Restate word for word the lines of the data below, from the first through the one that has "pub const DEFAULT_TEST_RUNNER: &str".

*** Exercise inputs ***

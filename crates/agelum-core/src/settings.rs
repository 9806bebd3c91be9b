//! User settings (`~/.agelum/user-settings.json`) and project resolution.
//!
//! Settings are stored as camelCase JSON so files written by other Agelum
//! frontends load unchanged. Keys this crate doesn't model are kept in
//! `extra` and written back on save.

use crate::error::{AgelumError, Result};
use crate::io::{atomic_write, write_json};
use crate::paths;
use regex::Regex;
use serde::{Deserialize, Serialize};
use std::path::{Path, PathBuf};
use std::sync::OnceLock;

pub const GOOGLE_KEY_ENV: &str = "GOOGLE_GENERATIVE_AI_API_KEY";
pub const DEFAULT_TEST_RUNNER: &str = "npx tsx packages/test-engine/src/runner.ts";

// ---------------------------------------------------------------------------
// Types
// ---------------------------------------------------------------------------

#[derive(Debug, Clone, Copy, PartialEq, Eq, Default, Serialize, Deserialize)]
#[serde(rename_all = "snake_case")]
pub enum ProjectKind {
    #[default]
    Project,
    /// A container whose subdirectories are each a project.
    Folder,
}

#[derive(Debug, Clone, Default, PartialEq, Serialize, Deserialize)]
#[serde(rename_all = "camelCase")]
pub struct ProjectCommands {
    #[serde(default, skip_serializing_if = "Option::is_none")]
    pub build: Option<String>,
    #[serde(default, skip_serializing_if = "Option::is_none")]
    pub dev: Option<String>,
    #[serde(default, skip_serializing_if = "Option::is_none")]
    pub run: Option<String>,
    #[serde(default, skip_serializing_if = "Option::is_none")]
    pub start: Option<String>,
}

#[derive(Debug, Clone, Default, PartialEq, Serialize, Deserialize)]
#[serde(rename_all = "camelCase")]
pub struct ProjectConfig {
    #[serde(default)]
    pub id: String,
    pub name: String,
    pub path: PathBuf,
    #[serde(rename = "type", default)]
    pub kind: ProjectKind,
    #[serde(default, skip_serializing_if = "Option::is_none")]
    pub workflow_id: Option<String>,
    #[serde(default, skip_serializing_if = "Option::is_none")]
    pub commands: Option<ProjectCommands>,
    #[serde(default, skip_serializing_if = "Option::is_none")]
    pub url: Option<String>,
    #[serde(default, skip_serializing_if = "Option::is_none")]
    pub auto_run: Option<bool>,
}

impl ProjectConfig {
    /// The command used to start the dev server.
    pub fn dev_command(&self) -> String {
        self.commands
            .as_ref()
            .and_then(|c| c.dev.clone())
            .filter(|c| !c.trim().is_empty())
            .unwrap_or_else(|| "pnpm dev".to_string())
    }
}

/// Per-project overrides stored in `<project>/.agelum/config.json`.
#[derive(Debug, Clone, Default, PartialEq, Serialize, Deserialize)]
#[serde(rename_all = "camelCase")]
pub struct ProjectOverrides {
    #[serde(default, skip_serializing_if = "Option::is_none")]
    pub workflow_id: Option<String>,
    #[serde(default, skip_serializing_if = "Option::is_none")]
    pub commands: Option<ProjectCommands>,
    #[serde(default, skip_serializing_if = "Option::is_none")]
    pub url: Option<String>,
    #[serde(default, skip_serializing_if = "Option::is_none")]
    pub auto_run: Option<bool>,
}

#[derive(Debug, Clone, Default, PartialEq, Serialize, Deserialize)]
pub struct WorkflowConfig {
    pub id: String,
    pub name: String,
    #[serde(default)]
    pub items: Vec<String>,
}

#[derive(Debug, Clone, Serialize, Deserialize)]
#[serde(rename_all = "camelCase", default)]
pub struct UserSettings {
    pub projects: Vec<ProjectConfig>,
    pub workflows: Vec<WorkflowConfig>,
    pub active_workflow: String,
    pub create_branch_per_task: bool,
    pub google_api_key: String,
    #[serde(skip_serializing_if = "Option::is_none")]
    pub test_runner: Option<String>,
    #[serde(skip_serializing_if = "Option::is_none")]
    pub agent_browser_path: Option<PathBuf>,
    /// Directory whose children are tried when a repo name matches no project.
    #[serde(skip_serializing_if = "Option::is_none")]
    pub root_git_directory: Option<PathBuf>,
    #[serde(flatten)]
    pub extra: serde_json::Map<String, serde_json::Value>,
}
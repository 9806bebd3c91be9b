use serde::Serialize;

pub fn print_json<T: Serialize>(value: &T) -> anyhow::Result<()> {
    let json = serde_json::to_string_pretty(value)?;
    println!("{json}");
    Ok(())
}

/// Left-aligned columns separated by two spaces. Widths count characters so
/// non-ASCII titles line up.
pub fn print_table(headers: &[&str], rows: Vec<Vec<String>>) {
    let width_of = |s: &str| s.chars().count();
    let mut widths: Vec<usize> = headers.iter().map(|h| width_of(h)).collect();
    for row in &rows {
        for (w, cell) in widths.iter_mut().zip(row) {
            *w = (*w).max(width_of(cell));
        }
    }

    let line = |cells: Vec<String>| {
        let padded: Vec<String> = cells
            .iter()
            .zip(&widths)
            .map(|(cell, &w)| format!("{cell:<w$}"))
            .collect();
        println!("{}", padded.join("  ").trim_end());
    };

    line(headers.iter().map(|h| h.to_string()).collect());
    line(widths.iter().map(|w| "-".repeat(*w)).collect());
    for row in rows {
        line(row);
    }
}

/// `text` cut to `max` characters with a trailing ellipsis.
pub fn truncate(text: &str, max: usize) -> String {
    if text.chars().count() <= max {
        return text.to_string();
    }
    let cut: String = text.chars().take(max.saturating_sub(1)).collect();
    format!("{cut}…")
}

*** End of Exercise inputs ***

**Task output**
filename crates/agelum-core/src/settings.rs
repository 9806bebd3c91be9b
//! User settings (`~/.agelum/user-settings.json`) and project resolution.
//!
//! Settings are stored as camelCase JSON so files written by other Agelum
//! frontends load unchanged. Keys this crate doesn't model are kept in
//! `extra` and written back on save.

use crate::error::{AgelumError, Result};
use crate::io::{atomic_write, write_json};
use crate::paths;
use regex::Regex;
use serde::{Deserialize, Serialize};
use std::path::{Path, PathBuf};
use std::sync::OnceLock;

pub const GOOGLE_KEY_ENV: &str = "GOOGLE_GENERATIVE_AI_API_KEY";
pub const DEFAULT_TEST_RUNNER: &str = "npx tsx packages/test-engine/src/runner.ts";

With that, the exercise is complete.